Jakarta, Harian Umum- Pemerintahan DKI Jakarta periode 2017-2022 yang dipimpin Gubernur Anies Baswedan dan Wagub Sandiaga Uno barangkali merupakan pemerintahan paling berat untuk dijalani dalam sejarah Jakarta, bahkan Indonesia.
Pasalnya, begitu mereka dilantik pada Oktober 2017, mereka langsung berhadapan dengan kelompok yang tak mampu move on atas kekalahan Ahok-Djarot yang mereka dukung penuh saat Pilkada DKI Jakarta 2017, karena pasangan yang diusung koalisi PDIP, Hanura, Nasdem, Golkar, PPP dan PKB itu dikalahkan Anies Sandi.
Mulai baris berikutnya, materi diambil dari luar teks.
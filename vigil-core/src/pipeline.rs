//! Player pipeline
//!
//! Single-owner event loop tying the pieces together: host messages in,
//! decoded frames through the scheduler, paints out to the surface, status
//! strings back to the host. All mutable state lives inside the loop; the
//! spawned service calls, paint tasks and timers communicate only by sending
//! events back into the loop's channel. That keeps the whole player free of
//! locks around frame state and makes every interleaving an ordinary
//! sequence of events.

use std::collections::VecDeque;
use std::sync::Arc;
use std::time::Duration;

use async_trait::async_trait;
use thiserror::Error;
use tokio::sync::mpsc;

use crate::clock::MediaClock;
use crate::config::PlayerConfig;
use crate::decode::{DecodeService, DecodeServiceError, VideoProfile};
use crate::decoder::{DecoderEvent, StreamDecoder};
use crate::frame::{DecodedPicture, VideoFrame};
use crate::protocol::{HostEvent, InboundMessage};
use crate::scheduler::{RenderScheduler, ScheduleDecision};
use crate::stats::RenderStats;

// ============================================================================
// Paint surface seam
// ============================================================================

#[derive(Debug, Error)]
pub enum SurfaceError {
    #[error("render surface init failed: {0}")]
    Init(String),
    #[error("render surface lost: {0}")]
    SurfaceLost(String),
    #[error("render device out of memory")]
    OutOfMemory,
}

/// Where finished pictures go. The pipeline keeps at most one `paint` in
/// flight and never overlaps it with `resize`.
#[async_trait]
pub trait PaintSurface: Send + Sync {
    async fn resize(&self, width: u32, height: u32) -> Result<(), SurfaceError>;

    /// Upload and present one picture. Resolves when the swap completes.
    async fn paint(&self, picture: &DecodedPicture) -> Result<(), SurfaceError>;
}

// ============================================================================
// Events and errors
// ============================================================================

/// Everything that can happen to the pipeline, in one place.
#[derive(Debug)]
pub enum PipelineEvent {
    /// A host message arrived.
    Message(InboundMessage),
    /// A decode service call completed.
    Decoder(DecoderEvent),
    /// A scheduled paint delay elapsed. Honored only while `generation`
    /// matches the scheduler's current one.
    PaintDelayElapsed { generation: u64 },
    /// The in-flight paint finished.
    PaintDone {
        frame: VideoFrame,
        result: Result<(), SurfaceError>,
    },
    /// Stop the loop.
    Shutdown,
}

/// Failures that end playback. Per-frame trouble is shed as drops and never
/// shows up here.
#[derive(Debug, Error)]
pub enum PipelineError {
    #[error("decode session failed: {0}")]
    Decode(#[from] DecodeServiceError),
    #[error("render surface failed: {0}")]
    Surface(#[from] SurfaceError),
}

// ============================================================================
// Pipeline
// ============================================================================

pub struct PlayerPipeline {
    config: PlayerConfig,
    service: Arc<dyn DecodeService>,
    surface: Arc<dyn PaintSurface>,
    clock: Arc<dyn MediaClock>,

    events_tx: mpsc::UnboundedSender<PipelineEvent>,
    events_rx: mpsc::UnboundedReceiver<PipelineEvent>,
    host: mpsc::UnboundedSender<HostEvent>,

    decoder: StreamDecoder,
    scheduler: RenderScheduler,
    stats: RenderStats,

    /// Frames waiting behind the in-flight swap, oldest first.
    paint_queue: VecDeque<VideoFrame>,
    is_painting: bool,
    /// True only inside `handle_reset`; suppresses drop reports for frames
    /// discarded by the reset itself.
    is_resetting: bool,
    viewport: (u32, u32),
    /// Timestamp from the most recent `f` control message, applied to the
    /// next binary payload.
    next_frame_timestamp: i64,
    paint_started_ms: i64,
}

impl PlayerPipeline {
    /// Builds the pipeline and opens the decode session. Must be called
    /// within a tokio runtime. The returned sender is how transports inject
    /// messages and how the loop is shut down.
    pub fn new(
        config: PlayerConfig,
        service: Arc<dyn DecodeService>,
        surface: Arc<dyn PaintSurface>,
        clock: Arc<dyn MediaClock>,
        host: mpsc::UnboundedSender<HostEvent>,
    ) -> (Self, mpsc::UnboundedSender<PipelineEvent>) {
        let (events_tx, events_rx) = mpsc::unbounded_channel();

        let decoder = StreamDecoder::new(
            service.clone(),
            clock.clone(),
            events_tx.clone(),
            VideoProfile::H264High,
            config.accel,
        );
        let scheduler = RenderScheduler::new(clock.clone(), config.max_queued_frames);
        let stats = RenderStats::new(config.stats_interval_ms);

        let pipeline = Self {
            service,
            surface,
            clock,
            events_tx: events_tx.clone(),
            events_rx,
            host,
            decoder,
            scheduler,
            stats,
            paint_queue: VecDeque::new(),
            is_painting: false,
            is_resetting: false,
            viewport: (0, 0),
            next_frame_timestamp: 0,
            paint_started_ms: 0,
            config,
        };
        (pipeline, events_tx)
    }

    /// Runs until shutdown or a fatal failure.
    pub async fn run(mut self) -> Result<(), PipelineError> {
        self.post(HostEvent::Initializing);
        self.post(HostEvent::Acceleration(self.config.accel));

        while let Some(event) = self.events_rx.recv().await {
            match event {
                PipelineEvent::Message(message) => self.handle_message(message),
                PipelineEvent::Decoder(ev) => self.handle_decoder_event(ev)?,
                PipelineEvent::PaintDelayElapsed { generation } => {
                    let decision = self.scheduler.delayed_paint(generation);
                    self.execute(decision);
                }
                PipelineEvent::PaintDone { frame, result } => {
                    self.handle_paint_done(frame, result)?;
                }
                PipelineEvent::Shutdown => break,
            }
        }
        tracing::debug!("pipeline stopped");
        Ok(())
    }

    // ========================================================================
    // Host messages
    // ========================================================================

    fn handle_message(&mut self, message: InboundMessage) {
        match message {
            InboundMessage::FrameTimestamp(timestamp_ms) => {
                self.next_frame_timestamp = timestamp_ms;
            }
            InboundMessage::Payload(payload) => {
                self.decoder.receive_frame(payload, self.next_frame_timestamp);
            }
            InboundMessage::Reset => self.handle_reset(),
            InboundMessage::Unrecognized(text) => {
                tracing::warn!(message = %text, "unrecognized host message");
                self.post(HostEvent::UnrecognizedMessage);
            }
        }
    }

    /// Host-driven stream reset. The decoder invalidates everything in
    /// flight; the scheduler hands its queue back for silent recycling. The
    /// paint queue is left alone: whatever is already at the renderer gets
    /// weeded out by the generation check as it comes up.
    fn handle_reset(&mut self) {
        tracing::info!("stream reset");
        self.is_resetting = true;
        self.decoder.reset();
        for frame in self.scheduler.reset() {
            self.drop_frame(frame, false);
        }
        self.is_resetting = false;
    }

    // ========================================================================
    // Decoder completions
    // ========================================================================

    fn handle_decoder_event(&mut self, event: DecoderEvent) -> Result<(), PipelineError> {
        match event {
            DecoderEvent::InitDone { generation, result } => {
                if self.decoder.on_init_done(generation, result)? {
                    self.post(HostEvent::DecoderInitialized);
                }
            }
            DecoderEvent::DecodeDone { generation, result } => {
                self.decoder.on_decode_done(generation, result)?;
            }
            DecoderEvent::PictureReady { generation, result } => {
                if let Some(arrival) = self.decoder.on_picture_ready(generation, result)? {
                    if let Some(latency) = arrival.decode_latency_ms {
                        self.stats.record_decode_latency(latency);
                    }
                    let decision = self.scheduler.add_frame(arrival.frame);
                    self.execute(decision);
                }
            }
            DecoderEvent::ResetDone { generation, result } => {
                self.decoder.on_reset_done(generation, result)?;
            }
        }
        Ok(())
    }

    // ========================================================================
    // Scheduling and painting
    // ========================================================================

    fn execute(&mut self, decision: ScheduleDecision) {
        match decision {
            ScheduleDecision::Idle => {}
            ScheduleDecision::RenderNow(frame) => self.paint_picture(frame),
            ScheduleDecision::WaitUntilDue {
                delay_ms,
                generation,
            } => {
                let events = self.events_tx.clone();
                let delay = Duration::from_millis(delay_ms.max(0) as u64);
                tokio::spawn(async move {
                    tokio::time::sleep(delay).await;
                    let _ = events.send(PipelineEvent::PaintDelayElapsed { generation });
                });
            }
        }
    }

    /// Admit one due frame to the renderer. Frames from a dead generation
    /// are recycled on the spot; a full queue sheds its oldest entry and
    /// reports the drop.
    fn paint_picture(&mut self, frame: VideoFrame) {
        if frame.stream_generation != self.decoder.stream_generation() {
            self.drop_frame(frame, false);
            return;
        }

        if self.paint_queue.len() >= self.config.max_paint_queue {
            if let Some(evicted) = self.paint_queue.pop_front() {
                tracing::debug!(
                    timestamp_ms = evicted.timestamp_ms,
                    "paint queue full, dropping oldest"
                );
                self.drop_frame(evicted, true);
            }
        }
        self.paint_queue.push_back(frame);

        if !self.is_painting {
            self.paint_next_picture();
        }
    }

    fn paint_next_picture(&mut self) {
        let Some(mut frame) = self.paint_queue.pop_front() else {
            return;
        };

        // The frame may have gone stale while it waited behind the swap.
        if frame.recycled || frame.stream_generation != self.decoder.stream_generation() {
            self.drop_frame(frame, false);
            self.paint_next_picture();
            return;
        }

        let (width, height) = (frame.width(), frame.height());
        let resize_to = if self.viewport != (width, height) {
            self.viewport = (width, height);
            self.post(HostEvent::ViewportResized { width, height });
            Some((width, height))
        } else {
            None
        };

        self.is_painting = true;
        frame.rendering = true;
        self.paint_started_ms = self.clock.now_ms();

        let surface = self.surface.clone();
        let events = self.events_tx.clone();
        tokio::spawn(async move {
            let mut result = Ok(());
            if let Some((width, height)) = resize_to {
                result = surface.resize(width, height).await;
            }
            if result.is_ok() {
                if let Some(picture) = frame.picture() {
                    result = surface.paint(picture).await;
                }
            }
            let _ = events.send(PipelineEvent::PaintDone { frame, result });
        });
    }

    fn handle_paint_done(
        &mut self,
        mut frame: VideoFrame,
        result: Result<(), SurfaceError>,
    ) -> Result<(), PipelineError> {
        let render_duration_ms = self.clock.now_ms() - self.paint_started_ms;
        self.is_painting = false;
        frame.rendering = false;

        if let Err(err) = result {
            frame.recycle(self.service.as_ref());
            return Err(err.into());
        }

        if !self.is_resetting {
            self.post(HostEvent::FrameRendered {
                width: frame.width(),
                height: frame.height(),
                timestamp_ms: frame.timestamp_ms,
                interframe_gap_ms: frame.interframe_gap_ms,
            });
            let now_ms = self.clock.now_ms();
            self.stats.record_render(now_ms, render_duration_ms);
            if let Some(snapshot) = self.stats.maybe_snapshot(now_ms) {
                self.post(HostEvent::RenderStats(snapshot));
            }
        }
        frame.recycle(self.service.as_ref());

        let decision = self.scheduler.render_complete(render_duration_ms);
        self.execute(decision);

        if !self.is_painting {
            self.paint_next_picture();
        }
        Ok(())
    }

    fn drop_frame(&mut self, mut frame: VideoFrame, report_to_client: bool) {
        if report_to_client && !self.is_resetting {
            self.post(HostEvent::FrameDropped {
                width: frame.width(),
                height: frame.height(),
                timestamp_ms: frame.timestamp_ms,
                interframe_gap_ms: frame.interframe_gap_ms,
            });
        }
        frame.recycle(self.service.as_ref());
    }

    fn post(&self, event: HostEvent) {
        tracing::trace!(wire = %event.to_wire(), "host event");
        // A missing host listener is fine; headless runs have none.
        let _ = self.host.send(event);
    }
}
Para oposisi yang terkadang terlihat garang dan radikal itu tak hanya ada di DPRD, namun juga di lingkungan Pemprov DKI sendiri dan di berbagai lembaga pemerintahan yang makin lama makin terlihat tidak independen, seolah karena pemerintaham Jokowi merupakan pemerintahan yang diusung PDIP dan kawan-kawan, maka semua lembaga harus ikut memusuhi Anies-Sandi dan menyerangnya setiap ada kesempatan.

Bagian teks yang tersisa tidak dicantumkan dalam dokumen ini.